(Stored data entries)
=== Begin Enclosure ===

//! Renderers for [`PublicationsView`].

use owo_colors::OwoColorize;
use std::fmt::Write;

use super::{PublicationItem, PublicationsView};

/// Escape text for use in HTML content and double-quoted attributes
pub fn html_escape(s: &str) -> String {
    let mut out = String::with_capacity(s.len());
    for c in s.chars() {
        match c {
            '&' => out.push_str("&amp;"),
            '<' => out.push_str("&lt;"),
            '>' => out.push_str("&gt;"),
            '"' => out.push_str("&quot;"),
            '\'' => out.push_str("&#39;"),
            _ => out.push(c),
        }
    }
    out
}

/// Render a view as `<li>` fragments for a `<ul>`/`<ol>` container.
///
/// Year headings are `<li class="pub-year">`, publications are
/// `<li class="pub-item">` with the title in an `<h4>` (linked when the
/// record has a link) and the summary in a `<p>`.
pub fn render_html(view: &PublicationsView) -> String {
    let mut out = String::new();

    match view {
        PublicationsView::Latest { items } => {
            for item in items {
                push_html_item(&mut out, item);
            }
        }
        PublicationsView::Grouped { groups } => {
            for group in groups {
                let _ = writeln!(out, "<li class=\"pub-year\">{}</li>", html_escape(&group.label));
                for item in &group.items {
                    push_html_item(&mut out, item);
                }
            }
        }
        PublicationsView::Unavailable { message } => {
            let _ = writeln!(out, "<li>{}</li>", html_escape(message));
        }
    }

    out
}

fn push_html_item(out: &mut String, item: &PublicationItem) {
    let title = html_escape(&item.title);
    let heading = match &item.link {
        Some(link) => format!(
            "<a href=\"{}\" target=\"_blank\">{}</a>",
            html_escape(link),
            title
        ),
        None => title,
    };

    let _ = writeln!(
        out,
        "<li class=\"pub-item\"><h4>{}</h4><p>{}</p></li>",
        heading,
        html_escape(&item.meta)
    );
}

/// Render a view as terminal text, optionally colored
pub fn render_plain(view: &PublicationsView, color: bool) -> String {
    let mut out = String::new();

    match view {
        PublicationsView::Latest { items } => {
            for item in items {
                push_plain_item(&mut out, item, color);
            }
        }
        PublicationsView::Grouped { groups } => {
            for (i, group) in groups.iter().enumerate() {
                if i > 0 {
                    out.push('\n');
                }
                if color {
                    let _ = writeln!(out, "{}", group.label.yellow().bold());
                } else {
                    let _ = writeln!(out, "{}", group.label);
                }
                for item in &group.items {
                    push_plain_item(&mut out, item, color);
                }
            }
        }
        PublicationsView::Unavailable { message } => {
            if color {
                let _ = writeln!(out, "{}", message.red());
            } else {
                let _ = writeln!(out, "{}", message);
            }
        }
    }

    out
}

fn push_plain_item(out: &mut String, item: &PublicationItem, color: bool) {
    if color {
        let _ = writeln!(out, "{}", item.title.bold());
    } else {
        let _ = writeln!(out, "{}", item.title);
    }

    if !item.meta.is_empty() {
        let _ = writeln!(out, "  {}", item.meta);
    }

    if let Some(link) = &item.link {
        if color {
            let _ = writeln!(out, "  {}", link.cyan());
        } else {
            let _ = writeln!(out, "  {}", link);
        }
    }
}

#[cfg(test)]
mod tests {
    use super::*;
    use crate::view::YearGroup;

    fn item(title: &str, link: Option<&str>, meta: &str) -> PublicationItem {
        PublicationItem {
            title: title.to_string(),
            link: link.map(str::to_string),
            meta: meta.to_string(),
        }
    }

    #[test]
    fn test_html_escape() {
        assert_eq!(
            html_escape(r#"<b>"Tom" & 'Jerry'</b>"#),
            "&lt;b&gt;&quot;Tom&quot; &amp; &#39;Jerry&#39;&lt;/b&gt;"
        );
    }

    #[test]
    fn test_render_html_latest() {
        let view = PublicationsView::Latest {
            items: vec![
                item("Linked & Loaded", Some("https://doi.org/10.1/x?a=1&b=2"), "A, B · 2024"),
                item("Plain", None, "C"),
            ],
        };

        let html = render_html(&view);
        let lines: Vec<_> = html.lines().collect();
        assert_eq!(
            lines[0],
            "<li class=\"pub-item\"><h4><a href=\"https://doi.org/10.1/x?a=1&amp;b=2\" target=\"_blank\">Linked &amp; Loaded</a></h4><p>A, B · 2024</p></li>"
        );
        assert_eq!(lines[1], "<li class=\"pub-item\"><h4>Plain</h4><p>C</p></li>");
    }

    #[test]
    fn test_render_html_grouped() {
        let view = PublicationsView::Grouped {
            groups: vec![
                YearGroup {
                    label: "2023".to_string(),
                    items: vec![item("One", None, "")],
                },
                YearGroup {
                    label: "Other".to_string(),
                    items: vec![item("Two", None, "")],
                },
            ],
        };

        let html = render_html(&view);
        let lines: Vec<_> = html.lines().collect();
        assert_eq!(lines.len(), 4);
        assert_eq!(lines[0], "<li class=\"pub-year\">2023</li>");
        assert_eq!(lines[2], "<li class=\"pub-year\">Other</li>");
    }

    #[test]
    fn test_render_html_unavailable() {
        let html = render_html(&PublicationsView::unavailable());
        assert_eq!(html.trim_end(), "<li>Unable to load publications.</li>");
    }

    #[test]
    fn test_render_plain() {
        let view = PublicationsView::Latest {
            items: vec![item("Title", Some("https://example.com"), "Someone · 2020")],
        };

        assert_eq!(
            render_plain(&view, false),
            "Title\n  Someone · 2020\n  https://example.com\n"
        );
    }

    #[test]
    fn test_render_plain_unavailable() {
        assert_eq!(
            render_plain(&PublicationsView::unavailable(), false),
            "Unable to load publications.\n"
        );
    }
}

=== End Enclosure ===

# TASK STATEMENT
Each record should be returned precisely as written.

# FINAL ANSWER
//! Renderers for [`PublicationsView`].

use owo_colors::OwoColorize;
use std::fmt::Write;

use super::{PublicationItem, PublicationsView};

/// Escape text for use in HTML content and double-quoted attributes
pub fn html_escape(s: &str) -> String {
    let mut out = String::with_capacity(s.len());
    for c in s.chars() {
        match c {
            '&' => out.push_str("&amp;"),
            '<' => out.push_str("&lt;"),
            '>' => out.push_str("&gt;"),
            '"' => out.push_str("&quot;"),
            '\'' => out.push_str("&#39;"),
            _ => out.push(c),
        }
    }
    out
}

/// Render a view as `<li>` fragments for a `<ul>`/`<ol>` container.
///
/// Year headings are `<li class="pub-year">`, publications are
/// `<li class="pub-item">` with the title in an `<h4>` (linked when the
/// record has a link) and the summary in a `<p>`.
pub fn render_html(view: &PublicationsView) -> String {
    let mut out = String::new();

    match view {
        PublicationsView::Latest { items } => {
            for item in items {
                push_html_item(&mut out, item);
            }
        }
        PublicationsView::Grouped { groups } => {
            for group in groups {
                let _ = writeln!(out, "<li class=\"pub-year\">{}</li>", html_escape(&group.label));
                for item in &group.items {
                    push_html_item(&mut out, item);
                }
            }
        }
        PublicationsView::Unavailable { message } => {
            let _ = writeln!(out, "<li>{}</li>", html_escape(message));
        }
    }

    out
}

fn push_html_item(out: &mut String, item: &PublicationItem) {
    let title = html_escape(&item.title);
    let heading = match &item.link {
        Some(link) => format!(
            "<a href=\"{}\" target=\"_blank\">{}</a>",
            html_escape(link),
            title
        ),
        None => title,
    };

    let _ = writeln!(
        out,
        "<li class=\"pub-item\"><h4>{}</h4><p>{}</p></li>",
        heading,
        html_escape(&item.meta)
    );
}

/// Render a view as terminal text, optionally colored
pub fn render_plain(view: &PublicationsView, color: bool) -> String {
    let mut out = String::new();

    match view {
        PublicationsView::Latest { items } => {
            for item in items {
                push_plain_item(&mut out, item, color);
            }
        }
        PublicationsView::Grouped { groups } => {
            for (i, group) in groups.iter().enumerate() {
                if i > 0 {
                    out.push('\n');
                }
                if color {
                    let _ = writeln!(out, "{}", group.label.yellow().bold());
                } else {
                    let _ = writeln!(out, "{}", group.label);
                }
                for item in &group.items {
                    push_plain_item(&mut out, item, color);
                }
            }
        }
        PublicationsView::Unavailable { message } => {
            if color {
                let _ = writeln!(out, "{}", message.red());
            } else {
                let _ = writeln!(out, "{}", message);
            }
        }
    }

    out
}

fn push_plain_item(out: &mut String, item: &PublicationItem, color: bool) {
    if color {
        let _ = writeln!(out, "{}", item.title.bold());
    } else {
        let _ = writeln!(out, "{}", item.title);
    }

    if !item.meta.is_empty() {
        let _ = writeln!(out, "  {}", item.meta);
    }

    if let Some(link) = &item.link {
        if color {
            let _ = writeln!(out, "  {}", link.cyan());
        } else {
            let _ = writeln!(out, "  {}", link);
        }
    }
}

#[cfg(test)]
mod tests {
    use super::*;
    use crate::view::YearGroup;

    fn item(title: &str, link: Option<&str>, meta: &str) -> PublicationItem {
        PublicationItem {
            title: title.to_string(),
            link: link.map(str::to_string),
            meta: meta.to_string(),
        }
    }

    #[test]
    fn test_html_escape() {
        assert_eq!(
            html_escape(r#"<b>"Tom" & 'Jerry'</b>"#),
            "&lt;b&gt;&quot;Tom&quot; &amp; &#39;Jerry&#39;&lt;/b&gt;"
        );
    }

    #[test]
    fn test_render_html_latest() {
        let view = PublicationsView::Latest {
            items: vec![
                item("Linked & Loaded", Some("https://doi.org/10.1/x?a=1&b=2"), "A, B · 2024"),
                item("Plain", None, "C"),
            ],
        };

        let html = render_html(&view);
        let lines: Vec<_> = html.lines().collect();
        assert_eq!(
            lines[0],
            "<li class=\"pub-item\"><h4><a href=\"https://doi.org/10.1/x?a=1&amp;b=2\" target=\"_blank\">Linked &amp; Loaded</a></h4><p>A, B · 2024</p></li>"
        );
        assert_eq!(lines[1], "<li class=\"pub-item\"><h4>Plain</h4><p>C</p></li>");
    }

    #[test]
    fn test_render_html_grouped() {
        let view = PublicationsView::Grouped {
            groups: vec![
                YearGroup {
                    label: "2023".to_string(),
                    items: vec![item("One", None, "")],
                },
                YearGroup {
                    label: "Other".to_string(),
                    items: vec![item("Two", None, "")],
                },
            ],
        };

        let html = render_html(&view);
        let lines: Vec<_> = html.lines().collect();
        assert_eq!(lines.len(), 4);
        assert_eq!(lines[0], "<li class=\"pub-year\">2023</li>");
        assert_eq!(lines[2], "<li class=\"pub-year\">Other</li>");
    }

    #[test]
    fn test_render_html_unavailable() {
        let html = render_html(&PublicationsView::unavailable());
        assert_eq!(html.trim_end(), "<li>Unable to load publications.</li>");
    }

    #[test]
    fn test_render_plain() {
        let view = PublicationsView::Latest {
            items: vec![item("Title", Some("https://example.com"), "Someone · 2020")],
        };

        assert_eq!(
            render_plain(&view, false),
            "Title\n  Someone · 2020\n  https://example.com\n"
        );
    }

    #[test]
    fn test_render_plain_unavailable() {
        assert_eq!(
            render_plain(&PublicationsView::unavailable(), false),
            "Unable to load publications.\n"
        );
    }
}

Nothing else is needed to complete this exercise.